A river commuters drive past every day is a haven for endangered species at risk from pollution, litter and alien vegetation – 8 December is the day to give the wild a chance
Two days before Al Gore receives the Nobel Peace Prize for his role in trying to protect the environment, Cape Town citizens and local and foreign tourists will take part in a massive clean up of a small and beautiful piece of Africa.
Every day thousands of motorists drive past the pelicans of Black river at one of Cape Town’s busiest intersections; from air conditioned vehicles the birds and the river are beautiful, it’s only as you get close on foot that the stench hits you.

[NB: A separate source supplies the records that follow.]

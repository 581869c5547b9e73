//! SMTP server configuration.

use std::fmt;
use std::time::Duration;

use serde::{Deserialize, Serialize};

use crate::transport::Credentials;

/// Connection security mode.
#[derive(Debug, Clone, Copy, PartialEq, Eq, Default, Serialize, Deserialize)]
#[serde(rename_all = "lowercase")]
pub enum Security {
    /// No encryption (port 25).
    #[default]
    None,
    /// Start with plaintext, upgrade with STARTTLS (port 587).
    StartTls,
    /// TLS from the start (port 465).
    Tls,
}

impl Security {
    /// Returns the default port for this security mode.
    #[must_use]
    pub const fn default_port(self) -> u16 {
        match self {
            Self::None => 25,
            Self::StartTls => 587,
            Self::Tls => 465,
        }
    }

    /// Get display name for the security mode.
    #[must_use]
    pub const fn display_name(self) -> &'static str {
        match self {
            Self::None => "None (insecure)",
            Self::Tls => "SSL/TLS",
            Self::StartTls => "STARTTLS",
        }
    }
}

const fn default_timeout_secs() -> u64 {
    60
}

/// SMTP server configuration.
///
/// ```ignore
/// let config: SmtpConfig = serde_json::from_str(r#"{
///     "host": "smtp.example.com",
///     "security": "starttls",
///     "username": "me",
///     "password": "secret"
/// }"#)?;
/// ```
#[derive(Clone, PartialEq, Eq, Serialize, Deserialize)]
pub struct SmtpConfig {
    /// Server hostname.
    pub host: String,
    /// Server port; the security mode's default when unset.
    #[serde(default)]
    pub port: Option<u16>,
    /// Security mode.
    #[serde(default)]
    pub security: Security,
    /// Username for authentication.
    #[serde(default)]
    pub username: Option<String>,
    /// Password for authentication.
    #[serde(default)]
    pub password: Option<String>,
    /// Connection and command timeout in seconds.
    #[serde(default = "default_timeout_secs")]
    pub timeout_secs: u64,
}

impl SmtpConfig {
    /// Creates a configuration for a plain SMTP host on port 25.
    #[must_use]
    pub fn new(host: impl Into<String>) -> Self {
        Self {
            host: host.into(),
            port: None,
            security: Security::None,
            username: None,
            password: None,
            timeout_secs: default_timeout_secs(),
        }
    }

    /// Sets the port.
    #[must_use]
    pub const fn with_port(mut self, port: u16) -> Self {
        self.port = Some(port);
        self
    }

    /// Sets the security mode.
    #[must_use]
    pub const fn with_security(mut self, security: Security) -> Self {
        self.security = security;
        self
    }

    /// Sets the login.
    #[must_use]
    pub fn with_login(mut self, username: impl Into<String>, password: impl Into<String>) -> Self {
        self.username = Some(username.into());
        self.password = Some(password.into());
        self
    }

    /// Port to connect to.
    #[must_use]
    pub fn effective_port(&self) -> u16 {
        self.port.unwrap_or_else(|| self.security.default_port())
    }

    /// Connection timeout.
    #[must_use]
    pub const fn timeout(&self) -> Duration {
        Duration::from_secs(self.timeout_secs)
    }

    /// Login credentials, when both user name and password are set.
    #[must_use]
    pub fn credentials(&self) -> Option<Credentials> {
        match (&self.username, &self.password) {
            (Some(username), Some(password)) => Some(Credentials::new(username, password)),
            _ => None,
        }
    }
}

impl fmt::Debug for SmtpConfig {
    fn fmt(&self, f: &mut fmt::Formatter<'_>) -> fmt::Result {
        f.debug_struct("SmtpConfig")
            .field("host", &self.host)
            .field("port", &self.port)
            .field("security", &self.security)
            .field("username", &self.username)
            .field("password", &self.password.as_ref().map(|_| "<redacted>"))
            .field("timeout_secs", &self.timeout_secs)
            .finish()
    }
}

One of Cape Town’s most beautiful and visible landmarks is being polluted to death.
The Great White pelicans on the Black River are a red-data species (which means they are threatened with extinction), the river and pans next to the river is also host to the endangered West leopard toad and the Raapenburg area of the river is a very important duck-breeding area, according to Clifford Dorse of the City of Cape Town’s Biodiversity Management branch. He also says that environmentalists believe that the Cape otter and water mongeese – both of which are rare – are still in the river despite pollution and water hyacinth clogging it.
The Black River could be called the Mother City’s tourist river, it runs through the city from the eastern slopes of Table Mountain to Paarden Eiland, however it, and the incredible bio-diversity of creatures it nurtures are all in danger because people are too lazy to dispose of waste appropriately. On Saturday 8 December, What-On-Earth-is-Happening (WOE) a citizen group started by Cape Town resident, Leila Beltramo will lead a massive campaign, backed by the City of Cape Town, celebrities, other environmental and corporate partners to clean up the Black River in one of its most polluted stretches close to where the N2 connects with the M5.

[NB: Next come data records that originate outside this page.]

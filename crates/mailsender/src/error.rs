//! Error types for mail assembly and delivery.

use std::io;

use lettre::Address;

/// Boxed error used for causes raised outside this crate.
pub type BoxError = Box<dyn std::error::Error + Send + Sync + 'static>;

/// Result type alias for sending operations.
pub type Result<T> = std::result::Result<T, CannotSendMail>;

/// Message used when a send attempt is aborted.
pub(crate) const CANNOT_SEND: &str = "cannot send the message";

/// The single failure raised by [`MailSender::send`](crate::MailSender::send).
///
/// The underlying [`MailError`] (or any other cause) is reachable through
/// [`std::error::Error::source`].
#[derive(Debug, thiserror::Error)]
#[error("{}", .message.as_deref().unwrap_or("cannot send mail"))]
pub struct CannotSendMail {
    message: Option<String>,
    #[source]
    source: Option<BoxError>,
}

impl CannotSendMail {
    /// Creates an error with neither message nor cause.
    #[must_use]
    pub const fn new() -> Self {
        Self {
            message: None,
            source: None,
        }
    }

    /// Creates an error with a message.
    #[must_use]
    pub fn with_message(message: impl Into<String>) -> Self {
        Self {
            message: Some(message.into()),
            source: None,
        }
    }

    /// Creates an error wrapping an underlying cause.
    #[must_use]
    pub fn from_cause(cause: impl Into<BoxError>) -> Self {
        Self {
            message: None,
            source: Some(cause.into()),
        }
    }

    /// Creates an error with a message and an underlying cause.
    #[must_use]
    pub fn with_cause(message: impl Into<String>, cause: impl Into<BoxError>) -> Self {
        Self {
            message: Some(message.into()),
            source: Some(cause.into()),
        }
    }

    /// Returns the message, if any.
    #[must_use]
    pub fn message(&self) -> Option<&str> {
        self.message.as_deref()
    }

    /// Returns the wrapped [`MailError`] when the cause is one.
    #[must_use]
    pub fn mail_error(&self) -> Option<&MailError> {
        self.source.as_deref()?.downcast_ref()
    }
}

impl Default for CannotSendMail {
    fn default() -> Self {
        Self::new()
    }
}

/// Failures raised while assembling or transmitting a message.
#[derive(Debug, thiserror::Error)]
pub enum MailError {
    /// I/O error (e.g. reading an attached file).
    #[error("I/O error: {0}")]
    Io(#[from] io::Error),

    /// Invalid email address.
    #[error("Invalid email address: {0}")]
    InvalidAddress(#[from] lettre::address::AddressError),

    /// Unparsable MIME type.
    #[error("Invalid content type: {0}")]
    InvalidContentType(String),

    /// Message or envelope could not be built.
    #[error("Failed to build message: {0}")]
    Build(#[from] lettre::error::Error),

    /// SMTP transport error.
    #[error("SMTP error: {0}")]
    Smtp(#[from] lettre::transport::smtp::Error),

    /// The message has no body part.
    #[error("Message has no body part")]
    EmptyBody,

    /// No sender address was set.
    #[error("No sender address")]
    MissingSender,

    /// The server permanently refused these recipients.
    #[error("Recipients refused: {}", join_addresses(.0))]
    RecipientsRefused(Vec<Address>),

    /// Operation requires an open connection.
    #[error("Transport is not connected")]
    NotConnected,

    /// Connection already open.
    #[error("Transport is already connected")]
    AlreadyConnected,

    /// Error raised by a custom transport.
    #[error("Transport error: {0}")]
    Transport(BoxError),
}

impl MailError {
    /// Wraps an arbitrary transport failure.
    #[must_use]
    pub fn transport(error: impl Into<BoxError>) -> Self {
        Self::Transport(error.into())
    }

    /// Returns true if this is a permanent SMTP error (5xx).
    #[must_use]
    pub fn is_permanent(&self) -> bool {
        match self {
            Self::Smtp(e) => e.is_permanent(),
            Self::RecipientsRefused(_) => true,
            _ => false,
        }
    }

    /// Returns true if this is a transient SMTP error (4xx).
    #[must_use]
    pub fn is_transient(&self) -> bool {
        matches!(self, Self::Smtp(e) if e.is_transient())
    }
}

fn join_addresses(addresses: &[Address]) -> String {
    addresses
        .iter()
        .map(ToString::to_string)
        .collect::<Vec<_>>()
        .join(", ")
}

The campaign is hoped to be part of an ongoing environmental awareness process that will involve communities, corporates, government and the bio-tech firms that line the Black River Parkway.
It goes through the Rondebosch golf club where golfers sometimes pause to watch the wide variety of birds that live on the Black River including pelicans, herons, kingfishers, cormorants, wild geese and fish eagles.

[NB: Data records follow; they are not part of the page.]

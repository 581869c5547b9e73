//! SMTP transport backed by `lettre`.

use std::fmt;
use std::sync::Arc;

use lettre::Address;
use lettre::transport::smtp::authentication::Mechanism;
use lettre::transport::smtp::client::{SmtpConnection, TlsParameters};
use lettre::transport::smtp::commands::{Data, Mail, Rcpt, Rset};
use lettre::transport::smtp::extension::ClientId;
use tracing::debug;

use super::{
    Credentials, HELLO_NAME_PROPERTY, ListenerSet, Session, SessionConfig, Transport,
};
use crate::config::Security;
use crate::error::MailError;
use crate::event::{ConnectionEvent, ConnectionListener, TransportEvent, TransportListener};
use crate::message::OutgoingMessage;

/// Mechanisms tried, in order, when credentials are supplied.
const AUTH_MECHANISMS: &[Mechanism] = &[Mechanism::Plain, Mechanism::Login];

/// Session producing [`SmtpTransport`]s.
#[derive(Debug, Default, Clone, Copy)]
pub struct SmtpSession;

impl Session for SmtpSession {
    fn transport(&self, config: &SessionConfig) -> Result<Box<dyn Transport>, MailError> {
        Ok(Box::new(SmtpTransport::new(config.clone())))
    }
}

/// Blocking SMTP connection to a single server.
pub struct SmtpTransport {
    config: SessionConfig,
    connection: Option<SmtpConnection>,
    listeners: ListenerSet,
}

impl SmtpTransport {
    /// Creates an unconnected transport.
    #[must_use]
    pub fn new(config: SessionConfig) -> Self {
        Self {
            config,
            connection: None,
            listeners: ListenerSet::new(),
        }
    }

    /// The configuration this transport connects with.
    #[must_use]
    pub const fn config(&self) -> &SessionConfig {
        &self.config
    }

    fn open(&self) -> Result<SmtpConnection, MailError> {
        let hello = self
            .config
            .property(HELLO_NAME_PROPERTY)
            .map_or_else(ClientId::default, |name| ClientId::Domain(name.to_string()));
        let server = (self.config.host.as_str(), self.config.port);
        let timeout = Some(self.config.timeout);

        debug!(
            host = %self.config.host,
            port = self.config.port,
            security = self.config.security.display_name(),
            "connecting"
        );

        let connection = match self.config.security {
            Security::None => SmtpConnection::connect(server, timeout, &hello, None, None)?,
            Security::Tls => {
                let tls = TlsParameters::new(self.config.host.clone())?;
                SmtpConnection::connect(server, timeout, &hello, Some(&tls), None)?
            }
            Security::StartTls => {
                let tls = TlsParameters::new(self.config.host.clone())?;
                let mut connection = SmtpConnection::connect(server, timeout, &hello, None, None)?;
                if let Err(e) = connection.starttls(&tls, &hello) {
                    connection.abort();
                    return Err(e.into());
                }
                connection
            }
        };

        Ok(connection)
    }
}

impl fmt::Debug for SmtpTransport {
    fn fmt(&self, f: &mut fmt::Formatter<'_>) -> fmt::Result {
        f.debug_struct("SmtpTransport")
            .field("config", &self.config)
            .field("connected", &self.connection.is_some())
            .field("listeners", &self.listeners)
            .finish()
    }
}

impl Transport for SmtpTransport {
    fn add_transport_listener(&mut self, listener: Arc<dyn TransportListener>) {
        self.listeners.add_transport_listener(listener);
    }

    fn add_connection_listener(&mut self, listener: Arc<dyn ConnectionListener>) {
        self.listeners.add_connection_listener(listener);
    }

    fn connect(&mut self, credentials: Option<&Credentials>) -> Result<(), MailError> {
        if self.connection.is_some() {
            return Err(MailError::AlreadyConnected);
        }

        let mut connection = self.open()?;

        if let Some(credentials) = credentials {
            debug!(username = credentials.username(), "authenticating");
            if let Err(e) = connection.auth(AUTH_MECHANISMS, &credentials.into()) {
                connection.abort();
                return Err(e.into());
            }
        }

        self.connection = Some(connection);
        self.listeners.notify_connection(ConnectionEvent::Opened);
        Ok(())
    }

    fn is_connected(&self) -> bool {
        self.connection.as_ref().is_some_and(|c| !c.has_broken())
    }

    /// Runs one MAIL/RCPT/DATA transaction.
    ///
    /// Recipients refused with a permanent reply are reported as invalid
    /// and the send fails with [`MailError::RecipientsRefused`] even when
    /// the message reached the others.
    fn send_message(
        &mut self,
        message: &OutgoingMessage,
        recipients: &[Address],
    ) -> Result<(), MailError> {
        let connection = self.connection.as_mut().ok_or(MailError::NotConnected)?;
        let email = message.to_lettre()?.formatted();

        let result = transact(connection, &message.from.email, recipients, &email);
        let broken = connection.has_broken();

        let (event, result) = match result {
            Ok(outcome) => outcome.into_event(),
            Err(e) => {
                debug!(error = %e, "transaction failed");
                (TransportEvent::not_delivered(recipients.to_vec(), Vec::new()), Err(e))
            }
        };
        self.listeners.notify_transport(&event);
        if broken {
            self.listeners
                .notify_connection(ConnectionEvent::Disconnected);
        }
        result
    }

    fn close(&mut self) -> Result<(), MailError> {
        let Some(mut connection) = self.connection.take() else {
            return Ok(());
        };

        let result = connection.quit();
        if result.is_err() {
            connection.abort();
        }
        self.listeners.notify_connection(ConnectionEvent::Closed);

        result.map(drop).map_err(Into::into)
    }
}

/// Recipient dispositions after the RCPT phase and, when reached, DATA.
struct Outcome {
    accepted: Vec<Address>,
    unsent: Vec<Address>,
    refused: Vec<Address>,
    data: Option<Result<(), lettre::transport::smtp::Error>>,
}

impl Outcome {
    fn into_event(self) -> (TransportEvent, Result<(), MailError>) {
        let Self {
            accepted,
            mut unsent,
            refused,
            data,
        } = self;

        match data {
            Some(Ok(())) if unsent.is_empty() && refused.is_empty() => {
                debug!(recipients = accepted.len(), "message accepted");
                (TransportEvent::delivered(accepted), Ok(()))
            }
            Some(Ok(())) => {
                debug!(
                    sent = accepted.len(),
                    unsent = unsent.len(),
                    refused = refused.len(),
                    "message partially accepted"
                );
                let result = refusal(&refused);
                (
                    TransportEvent::partially_delivered(accepted, unsent, refused),
                    result,
                )
            }
            Some(Err(e)) => {
                debug!(error = %e, "message rejected");
                let mut all_unsent = accepted;
                all_unsent.append(&mut unsent);
                (
                    TransportEvent::not_delivered(all_unsent, refused),
                    Err(e.into()),
                )
            }
            None => {
                debug!(refused = refused.len(), "no recipient accepted");
                let result = refusal(&refused);
                (TransportEvent::not_delivered(unsent, refused), result)
            }
        }
    }
}

fn refusal(refused: &[Address]) -> Result<(), MailError> {
    if refused.is_empty() {
        Ok(())
    } else {
        Err(MailError::RecipientsRefused(refused.to_vec()))
    }
}

/// Sends MAIL, one RCPT per recipient, then DATA if any recipient was
/// accepted. Fails without an outcome when MAIL is rejected or every
/// recipient was refused transiently.
fn transact(
    connection: &mut SmtpConnection,
    from: &Address,
    recipients: &[Address],
    email: &[u8],
) -> Result<Outcome, MailError> {
    if recipients.is_empty() {
        return Err(lettre::error::Error::MissingTo.into());
    }
    connection.command(Mail::new(Some(from.clone()), Vec::new()))?;

    let mut outcome = Outcome {
        accepted: Vec::new(),
        unsent: Vec::new(),
        refused: Vec::new(),
        data: None,
    };
    let mut last_error = None;

    for recipient in recipients {
        match connection.command(Rcpt::new(recipient.clone(), Vec::new())) {
            Ok(_) => outcome.accepted.push(recipient.clone()),
            Err(e) => {
                debug!(recipient = %recipient, error = %e, "recipient refused");
                if e.is_permanent() {
                    outcome.refused.push(recipient.clone());
                } else {
                    outcome.unsent.push(recipient.clone());
                }
                last_error = Some(e);
            }
        }
    }

    if outcome.accepted.is_empty() {
        if let Err(e) = connection.command(Rset) {
            debug!(error = %e, "failed to reset transaction");
        }
        return match last_error {
            Some(e) if outcome.refused.is_empty() => Err(e.into()),
            _ => Ok(outcome),
        };
    }

    let data = connection
        .command(Data)
        .and_then(|_| connection.message(email))
        .map(drop);
    outcome.data = Some(data);
    Ok(outcome)
}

The Black River flanks some of the oldest and wealthiest suburbs in Cape Town (Claremont, Rondebosch, Rosebank and Mowbray), it goes past important historical sites (the Royal Observatory, Prince of Wales Blockhouse) and some of its wealthiest businesses and government scientific organisations including Cape Biotech and the CSIR, all of which should have the capacity to prevent the dreadful loss of one of Cape Town’s most important ecological arteries.
A wide variety of flowers grace the river around the year including buttercups and arum lilies, blue liliadeae, baviana, yellow daisies, irises, vygies, golden stars, cerise sorrels, sky-blue flax, white scented catstails and orange gazanias. In days past kukmakranmka would drop its scented yellow seed pod near its banks which was eaten by buck and the Khoi-San, but is now extinct. Dorse says, “m ost of what now blooms along the river is alien – dominated by invasive kikuyu grass. Very few indigenous plants remain.”
Transnet owns 173ha of the land and its subsidiary the SA Rail Commuter Corporation owns 123ha of the 300ha swathe of land that binds the river to the central city and its port. Bird life is prolific along the river and among at least 200 species includes the Great White Pelican , Hartlaub’s G ull, Common Waxbill, P ied Avocet, Fiscal Shrike , Cape Canary, Lesser Swamp Warbler, Little Bittern , South African shelduck and Cape shovelers.
The river which is mostly banked by parkland unlike the Liesbeeck River which runs through densely populated areas is nonetheless severely polluted with City of Cape Town recording high levels of e.coli and expressing concerns that more serious pollution is probably present. City officials complain that the incidence of pollution along the motorways and choking the river has reached epidemic proportions as thoughtless drivers, pedestrians and companies that are close to the river thoughtlessly discharge waste into nature’s precious artery.
Research by Benjamin Abban of the University of Cape Town Faculty of Engineering and the Built Environment in February last year suggested that “businesses in the catchment area should be encouraged to adopt the pavements and kerbs in front of their premises and keep them free of litter … Street sweepers need to be educated or reminded on a regular basis on the effects of dumping litter into the drainage system.”
Leila Beltramo who founded What-On-Earth-Is-Happening said her group was formed by “ordinary people really concerned about climate change and who want to find ways to do whatever they can to ease environmental damage starting in their own homes and communities. It is completely voluntary and I have been amazed and inspred by how helpful City of Cape Town officials and those from Working for Water of the Department of Water Affairs have been and how sincere they are in encouraging residents to help keep one of the world’s most beautiful cities clean for us and future generations.
“We are inviting celebrities, corporates, other environmental organisations and key role players to join us and will make announcements about this later. We appeal for volunteers to help us get this project off the ground by contributing time and imagination and ask corporates to help sponsor posters and flyers.”